Matteo Baldoni et al
This paper focused on a thorough study on whether a certain AI activity was helping develop AI conception in students more so than just the programming activities. They did so by conducting a case study on 12 5th-6th grade classes in Italy.
This study carefully measured student learning outcomes in computational thinking, conception of artificial mind, and conception of human mind. They conducted pretests and posttests with all the students in order to measure how the different activities that were offered affected student learning. The tests consisted of a computational thinking test, AMS scale, and AMOS 8-15 questionnaires. I found it interesting how each of the tests was very carefully selected/designed to measure the specific topics that were covered in the activities they conducted. The computational thinking test ensured to cover the programming concepts that were taught during the programming-based activities. The AMS scale measured how students viewed the robot’s mind (artificial mind), whereas the AMOS 8-15 questionnaire measured aspects relating to the human mind.

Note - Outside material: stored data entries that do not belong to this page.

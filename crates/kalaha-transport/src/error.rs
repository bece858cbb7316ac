/// Errors that can occur in the transport layer.
#[derive(Debug, thiserror::Error)]
pub enum TransportError {
    /// Dialing the remote endpoint failed.
    #[error("connect failed: {0}")]
    ConnectFailed(#[source] std::io::Error),

    /// Sending a frame failed.
    #[error("send failed: {0}")]
    SendFailed(#[source] std::io::Error),

    /// Receiving a frame failed.
    #[error("receive failed: {0}")]
    ReceiveFailed(#[source] std::io::Error),

    /// The connection was closed.
    #[error("connection closed: {0}")]
    ConnectionClosed(String),
}
//! Terminal Kalaha client.
//!
//! Connects to a match server, plays through the full session flow, and
//! draws the board as ASCII. Identity comes from environment variables;
//! there is no real login provider here, so the authenticator and broker
//! are local stand-ins suitable for a development server.
//!
//! ```text
//! KALAHA_URL=ws://127.0.0.1:8080/game KALAHA_USER=ada cargo run -p kalaha-console
//! ```
//!
//! Commands at the prompt: `move <1-6>`, `search <name>`, `invite <id>`,
//! `quit`.

use kalaha_client::prelude::*;
use kalaha_session::SessionError;
use kalaha_transport::WebSocketConnection;
use tokio::io::{AsyncBufReadExt, BufReader};
use tracing_subscriber::EnvFilter;

// ---------------------------------------------------------------------------
// Local login stand-ins
// ---------------------------------------------------------------------------

/// Asserts whatever identity the environment provides.
struct EnvAuthenticator;

impl Authenticator for EnvAuthenticator {
    async fn authenticate(&self) -> Result<Principal, SessionError> {
        let user = std::env::var("KALAHA_USER")
            .map_err(|_| SessionError::AuthFailed("KALAHA_USER not set".into()))?;
        Ok(Principal {
            provider_id: "console".into(),
            principal_id: user.clone(),
            display_name: user,
            token: std::env::var("KALAHA_TOKEN").unwrap_or_default(),
        })
    }
}

/// Mints a session locally instead of calling a session endpoint. Good
/// enough for a dev server that accepts any handshake.
struct LocalBroker;

impl SessionBroker for LocalBroker {
    async fn create_session(
        &self,
        principal: &Principal,
    ) -> Result<ActiveSession, SessionError> {
        Ok(ActiveSession {
            user_id: principal.build_username(),
            session_id: format!("console-{}", std::process::id()),
        })
    }
}

/// No matchmaking REST backend on the console; queries only log.
struct OfflineDirectory;

impl Directory for OfflineDirectory {
    async fn search(
        &self,
        query: &str,
    ) -> Result<Vec<SearchHit>, DirectoryError> {
        tracing::info!(query, "no directory backend; search returns nothing");
        Ok(Vec::new())
    }

    async fn request_game(
        &self,
        opponent_id: &str,
    ) -> Result<(), DirectoryError> {
        tracing::info!(opponent_id, "no directory backend; request dropped");
        Ok(())
    }
}

// ---------------------------------------------------------------------------
// Console view
// ---------------------------------------------------------------------------

struct ConsoleView;

impl View for ConsoleView {
    fn show_screen(&mut self, phase: MatchPhase) {
        let line = match phase {
            MatchPhase::LoggedOut => "logged out",
            MatchPhase::Authenticating => "logging in...",
            MatchPhase::Searching => "waiting for an opponent",
            MatchPhase::AwaitingOpponent => "opponent found, match starting",
            MatchPhase::MyTurn => "your turn",
            MatchPhase::OpponentTurn => "opponent's turn",
            MatchPhase::Ended => "game over",
        };
        println!("== {line} ==");
    }

    fn render_board(&mut self, board: &RenderedBoard) {
        // Opponent's row reads right to left so the sowing direction is
        // counter-clockwise on screen, like on a physical board.
        print!("      ");
        for pit in board.opponent[..6].iter().rev() {
            print!("[{pit:>2}] ");
        }
        println!();
        println!(
            "({:>2})                                ({:>2})",
            board.opponent_store(),
            board.own_store()
        );
        print!("      ");
        for pit in &board.own[..6] {
            print!("[{pit:>2}] ");
        }
        println!();
        println!("        1    2    3    4    5    6");
    }

    fn render_search_results(&mut self, hits: &[SearchHit]) {
        if hits.is_empty() {
            println!("(no players found)");
            return;
        }
        for hit in hits {
            println!("  {}  ({})", hit.display_name, hit.user_id);
        }
    }

    fn set_opponent_label(&mut self, name: &str) {
        println!("playing against {name}");
    }

    fn set_move_enabled(&mut self, enabled: bool) {
        if enabled {
            println!("pick a pit: move <1-6>");
        }
    }
}

// ---------------------------------------------------------------------------
// Main loop
// ---------------------------------------------------------------------------

#[tokio::main]
async fn main() -> Result<(), Box<dyn std::error::Error>> {
    tracing_subscriber::fmt()
        .with_env_filter(
            EnvFilter::try_from_default_env()
                .unwrap_or_else(|_| EnvFilter::new("warn")),
        )
        .init();

    let url = std::env::var("KALAHA_URL")
        .unwrap_or_else(|_| "ws://127.0.0.1:8080/game".into());

    let mut session = MatchSession::new(ConsoleView, OfflineDirectory);
    session.login(&EnvAuthenticator, &LocalBroker).await?;

    eprintln!("connecting to {url}");
    let conn = WebSocketConnection::connect(&url).await?;
    let mut events = session.attach(conn).await?;

    let mut lines = BufReader::new(tokio::io::stdin()).lines();
    loop {
        tokio::select! {
            event = events.recv() => {
                let Some(event) = event else { break };
                session.handle_event(event);
                if session.phase() == MatchPhase::LoggedOut {
                    eprintln!("connection lost");
                    break;
                }
            }
            line = lines.next_line() => {
                let Ok(Some(line)) = line else { break };
                if !handle_command(&mut session, line.trim()).await {
                    break;
                }
            }
        }
    }
    Ok(())
}

/// Returns `false` when the user asked to quit.
async fn handle_command<C, V, D>(
    session: &mut MatchSession<C, V, D>,
    line: &str,
) -> bool
where
    C: kalaha_transport::Connection + Clone,
    V: View,
    D: Directory,
{
    match line.split_once(' ') {
        Some(("move", pit)) => match pit.trim().parse::<u8>() {
            Ok(pit @ 1..=6) => session.submit_move(pit).await,
            _ => println!("usage: move <1-6>"),
        },
        Some(("search", query)) => {
            if session.search(query).await.is_err() {
                println!("search failed");
            }
        }
        Some(("invite", id)) => {
            if session.request_game(id.trim()).await.is_err() {
                println!("invite failed");
            }
        }
        None if line == "quit" => return false,
        None if line.is_empty() => {}
        _ => println!("commands: move <1-6>, search <name>, invite <id>, quit"),
    }
    true
}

They also analyzed the results of the pretests and posttests for statistical significance before coming to conclusions. After we collect data at the school with our own projects, we should also check for statistical significance. However, we will need to consider how the limited number of participants will affect our results.
The results of this study were very fascinating – the two groups performed similarly on the pretests and posttests, indicating that the AI activities did not provide students with a stronger AI conception. This suggests that just introducing more AI activities will not foster a stronger AI literacy, so the activities that are used need to be carefully tested and selected in order to maximize the benefits they will have on students.